======== Data records

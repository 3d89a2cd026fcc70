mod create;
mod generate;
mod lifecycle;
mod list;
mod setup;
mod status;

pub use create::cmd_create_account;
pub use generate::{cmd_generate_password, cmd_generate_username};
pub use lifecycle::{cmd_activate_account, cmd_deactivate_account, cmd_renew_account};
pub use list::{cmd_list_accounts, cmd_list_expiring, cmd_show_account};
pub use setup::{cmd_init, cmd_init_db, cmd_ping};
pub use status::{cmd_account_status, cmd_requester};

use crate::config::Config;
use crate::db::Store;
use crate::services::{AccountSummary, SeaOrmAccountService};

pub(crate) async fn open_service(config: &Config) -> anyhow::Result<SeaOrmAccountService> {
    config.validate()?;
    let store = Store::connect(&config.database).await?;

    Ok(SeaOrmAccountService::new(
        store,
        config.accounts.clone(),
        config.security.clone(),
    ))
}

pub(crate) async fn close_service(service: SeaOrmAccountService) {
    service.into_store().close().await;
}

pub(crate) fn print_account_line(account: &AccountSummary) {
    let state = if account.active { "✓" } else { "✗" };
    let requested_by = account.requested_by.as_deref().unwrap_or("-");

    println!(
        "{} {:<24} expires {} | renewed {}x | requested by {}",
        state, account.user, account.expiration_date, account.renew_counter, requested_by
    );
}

================
======== Data records

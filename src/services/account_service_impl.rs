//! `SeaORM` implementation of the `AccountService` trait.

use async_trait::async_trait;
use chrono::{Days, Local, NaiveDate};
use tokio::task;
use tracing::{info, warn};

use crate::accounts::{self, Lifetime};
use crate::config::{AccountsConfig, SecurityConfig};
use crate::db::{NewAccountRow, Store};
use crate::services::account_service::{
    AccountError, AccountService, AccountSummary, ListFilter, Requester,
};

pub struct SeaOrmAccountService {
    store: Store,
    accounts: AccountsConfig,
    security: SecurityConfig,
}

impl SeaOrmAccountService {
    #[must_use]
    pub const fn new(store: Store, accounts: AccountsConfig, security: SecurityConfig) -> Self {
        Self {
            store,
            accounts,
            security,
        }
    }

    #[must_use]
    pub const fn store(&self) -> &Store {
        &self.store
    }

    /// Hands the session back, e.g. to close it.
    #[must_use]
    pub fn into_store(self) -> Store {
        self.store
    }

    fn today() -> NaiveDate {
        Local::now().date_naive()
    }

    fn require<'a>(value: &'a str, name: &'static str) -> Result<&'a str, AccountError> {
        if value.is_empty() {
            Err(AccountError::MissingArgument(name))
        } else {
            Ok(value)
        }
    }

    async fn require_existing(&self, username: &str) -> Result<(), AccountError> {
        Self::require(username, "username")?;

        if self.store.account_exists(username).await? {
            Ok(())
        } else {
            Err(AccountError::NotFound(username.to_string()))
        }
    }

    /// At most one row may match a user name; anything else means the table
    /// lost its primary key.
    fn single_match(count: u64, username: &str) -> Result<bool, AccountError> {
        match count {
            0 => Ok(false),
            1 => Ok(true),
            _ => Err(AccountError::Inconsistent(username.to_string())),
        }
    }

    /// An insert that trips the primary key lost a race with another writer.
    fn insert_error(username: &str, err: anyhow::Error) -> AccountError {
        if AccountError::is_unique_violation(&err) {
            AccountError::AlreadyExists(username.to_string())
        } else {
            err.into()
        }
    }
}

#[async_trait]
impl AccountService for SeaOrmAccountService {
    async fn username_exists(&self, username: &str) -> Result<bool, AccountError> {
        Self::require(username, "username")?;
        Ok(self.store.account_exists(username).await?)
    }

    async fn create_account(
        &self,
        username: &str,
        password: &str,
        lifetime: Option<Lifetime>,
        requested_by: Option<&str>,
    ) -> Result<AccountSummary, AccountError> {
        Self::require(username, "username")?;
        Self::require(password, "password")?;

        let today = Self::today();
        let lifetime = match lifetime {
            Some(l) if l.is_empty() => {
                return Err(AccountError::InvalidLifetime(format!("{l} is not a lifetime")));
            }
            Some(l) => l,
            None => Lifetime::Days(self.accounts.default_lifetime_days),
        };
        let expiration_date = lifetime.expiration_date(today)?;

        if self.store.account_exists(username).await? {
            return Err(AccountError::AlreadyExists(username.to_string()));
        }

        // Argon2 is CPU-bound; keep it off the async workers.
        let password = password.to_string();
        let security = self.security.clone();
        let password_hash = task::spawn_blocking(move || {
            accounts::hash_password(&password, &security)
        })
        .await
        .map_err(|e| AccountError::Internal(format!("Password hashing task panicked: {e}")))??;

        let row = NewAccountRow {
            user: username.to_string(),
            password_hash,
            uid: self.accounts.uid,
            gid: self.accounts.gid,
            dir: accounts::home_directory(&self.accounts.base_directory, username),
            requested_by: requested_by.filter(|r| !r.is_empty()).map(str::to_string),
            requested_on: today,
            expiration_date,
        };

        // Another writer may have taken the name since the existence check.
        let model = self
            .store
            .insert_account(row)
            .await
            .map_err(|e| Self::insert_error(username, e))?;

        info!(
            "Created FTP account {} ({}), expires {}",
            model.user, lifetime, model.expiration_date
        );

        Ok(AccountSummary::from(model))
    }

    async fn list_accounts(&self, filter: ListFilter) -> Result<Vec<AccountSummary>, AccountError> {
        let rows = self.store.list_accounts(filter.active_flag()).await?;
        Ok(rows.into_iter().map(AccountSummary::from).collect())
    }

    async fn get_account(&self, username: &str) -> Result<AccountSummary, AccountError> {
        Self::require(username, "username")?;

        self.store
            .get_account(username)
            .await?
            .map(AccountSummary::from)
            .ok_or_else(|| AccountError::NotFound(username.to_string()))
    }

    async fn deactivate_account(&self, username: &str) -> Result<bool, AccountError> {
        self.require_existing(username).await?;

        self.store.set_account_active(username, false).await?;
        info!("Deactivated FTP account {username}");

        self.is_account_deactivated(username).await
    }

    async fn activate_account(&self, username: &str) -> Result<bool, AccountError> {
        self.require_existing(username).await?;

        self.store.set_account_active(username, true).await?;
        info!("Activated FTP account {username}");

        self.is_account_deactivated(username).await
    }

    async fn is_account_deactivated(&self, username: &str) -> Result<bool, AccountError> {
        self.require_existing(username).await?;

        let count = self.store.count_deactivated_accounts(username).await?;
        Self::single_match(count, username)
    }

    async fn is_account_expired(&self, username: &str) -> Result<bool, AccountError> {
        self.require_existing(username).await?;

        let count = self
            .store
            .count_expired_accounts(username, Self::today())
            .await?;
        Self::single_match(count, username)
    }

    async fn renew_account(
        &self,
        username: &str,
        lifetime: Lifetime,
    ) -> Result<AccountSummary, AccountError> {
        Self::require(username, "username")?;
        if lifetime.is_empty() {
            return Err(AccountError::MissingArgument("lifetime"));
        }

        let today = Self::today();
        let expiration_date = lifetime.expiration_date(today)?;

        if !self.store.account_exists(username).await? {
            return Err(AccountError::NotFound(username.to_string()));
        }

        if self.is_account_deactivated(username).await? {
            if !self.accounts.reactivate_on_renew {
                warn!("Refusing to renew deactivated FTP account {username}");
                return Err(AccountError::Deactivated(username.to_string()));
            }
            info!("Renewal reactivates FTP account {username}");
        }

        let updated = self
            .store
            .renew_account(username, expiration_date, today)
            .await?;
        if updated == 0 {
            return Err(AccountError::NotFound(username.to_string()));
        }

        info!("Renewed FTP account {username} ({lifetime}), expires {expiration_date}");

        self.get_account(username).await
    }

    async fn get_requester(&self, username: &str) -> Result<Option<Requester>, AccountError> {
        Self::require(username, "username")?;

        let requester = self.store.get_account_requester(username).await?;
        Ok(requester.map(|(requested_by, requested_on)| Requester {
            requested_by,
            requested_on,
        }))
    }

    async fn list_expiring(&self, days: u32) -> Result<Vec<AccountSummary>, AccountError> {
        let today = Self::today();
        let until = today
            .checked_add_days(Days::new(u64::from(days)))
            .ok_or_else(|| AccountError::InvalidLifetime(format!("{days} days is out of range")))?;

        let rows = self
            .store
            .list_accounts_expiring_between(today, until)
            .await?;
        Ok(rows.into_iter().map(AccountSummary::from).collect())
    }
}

================

#### Instructions to follow:
For the entries shown above, tally every line containing the word "lifecycle". Report the tally and nothing else.

#### Answer box:
2